Appropriately, the one major protagonist totally alien to plant imagery is Volodja. He openly proclaims this in his letter to Andrej (purloined by Kavalerov):

Your work […] disposes you to sentimentality: fruits, herbs, bees, calves, and everything like that. But I am an industrial man […] I don't like these very calves. I am a man-machine (I, 13).

A similar ‘branch’ motif, symbolizing life threatened with death, is quite conspicuous in ES.

In February [Parnok] fixed the following incident in his mind: Blocks of good bottom ice were being transported to the creamery. The ice was geometrically whole, untouched by death and spring. But on the last sled there floated a bright green pine branch frozen into the sky-blue glass like a Greek girl in an open grave (II).

This image is linked by manifold associative chains to the major themes in ES:

—the novella's only female character, the Italian singer Bosio, dying in frosty Petersburg and metaphorically rent to pieces by the “golden vultures”—the Cavalier Guards (I);


—the recurrent images of Parnok being swallowed, e. g. by the Petersburg granite like a lemon seed drunk with black Turkish coffee (IV);


—the motifs of frozen fish, frozen wood yards, alias the black libraries of the city, and the “fearful threat—[the] chunk of ‘governmental ice,’” underpinning the imperial ballet and the Russian empire itself (VI)21;


—the recurrent Mandel'štamian motif of Greece as a symbol of world culture, Parnok's “desire to get a position […] in the Ministry of Foreign Affairs [and] persuade Greece to undertake some risky adventure […]” (II), and Captain Krzyzanowski's “Greek chariot” (VI);


—the topos of murder/slaughter, invoked here not only by the images of death, coffin, and ice, but also by the inner form of the word maslobojnja, which denotes “creamery,” but literally means “butter-beatery” and connotes bojnja, “slaughterhouse.”22

The pine branch is echoed by a similar image in the narrator's first-person account of his own childhood experiences:

Sometimes out [of a book read at the country-house] would fall a piece of fern—a little Gothic fir tree, flattened and spoiled [or compressed: sležavšajasja]—and occasionally the mummy of some nameless northern flower (VII).

Plant imagery is also prominent in the episode of the winter trip to the city of Malinov, lit. “Raspberryville,” which includes the picture of “large, warty raspberries right in the snow” and is rife with connotations of childhood, the fur coat, the freezing Bosio, death, and many others (Ronen, 274, 296-7).

Childishness. The life-cycle topos, emblematized by the growth, withering, and death of plants, has as its natural human counterpart the theme of ‘childhood.’23 In the two texts under consideration, that theme takes the idiosyncratic form of ‘childishness, infantilism, refusal to grow up.’ Whereas the ‘branch’ appears in both texts mostly as a trope, ‘childishness’ affects rather directly the characterization of the protagonists and the narrative's overall tone and tenor.

Kavalerov feels like a baby, indeed, like the son of the widow Prokopovič, and is similarly perceived by others; the widow refers to him as popolzenok, “my little creeper” (II, 10).
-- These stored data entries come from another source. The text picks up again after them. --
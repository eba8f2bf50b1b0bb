// This Source Code Form is subject to the terms of the Mozilla Public
// License, v. 2.0. If a copy of the MPL was not distributed with this
// file, You can obtain one at http://mozilla.org/MPL/2.0/.

//! A greedy, subnetting-capable scheduling engine for VLBI observing
//! sessions: given a network of stations, a source catalog, and a
//! scoring configuration, produces a strictly time-ordered sequence of
//! scans for one session.

pub mod astro;
pub mod cli;
pub mod config;
pub mod constants;
pub mod coord;
pub mod error;
pub mod event;
pub mod id;
pub mod logging;
pub mod network;
pub mod observation;
pub mod scan;
pub mod scheduler;
pub mod source;
pub mod station;
pub mod subcon;
pub mod time;

pub use config::Config;
pub use error::SchedulerError;
pub use id::IdRegistry;
pub use network::Network;
pub use scan::Scan;
pub use scheduler::Scheduler;
pub use source::Source;
pub use time::TimeSystem;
He is consistently associated with the bed and blanket—as a child and grown-up, at the widow's and at Andrej's. He does not want to grow up to be a “father”—a man who is zakončen, “completed, finished” (I, 6). Through the eyes of others he sees himself as a “little man” (“I was just something on the side, a little man [čeloveček] accidentally attached”; I, 9) and would like to revert to childhood. Sickly and helpless, he craves protection or even adoption by any and all parent figures available (Andrej, Ivan, the widow). At the same time, he harbors hostile feelings for them, nurses his infantile offences, sulks, and—threatens to grow up.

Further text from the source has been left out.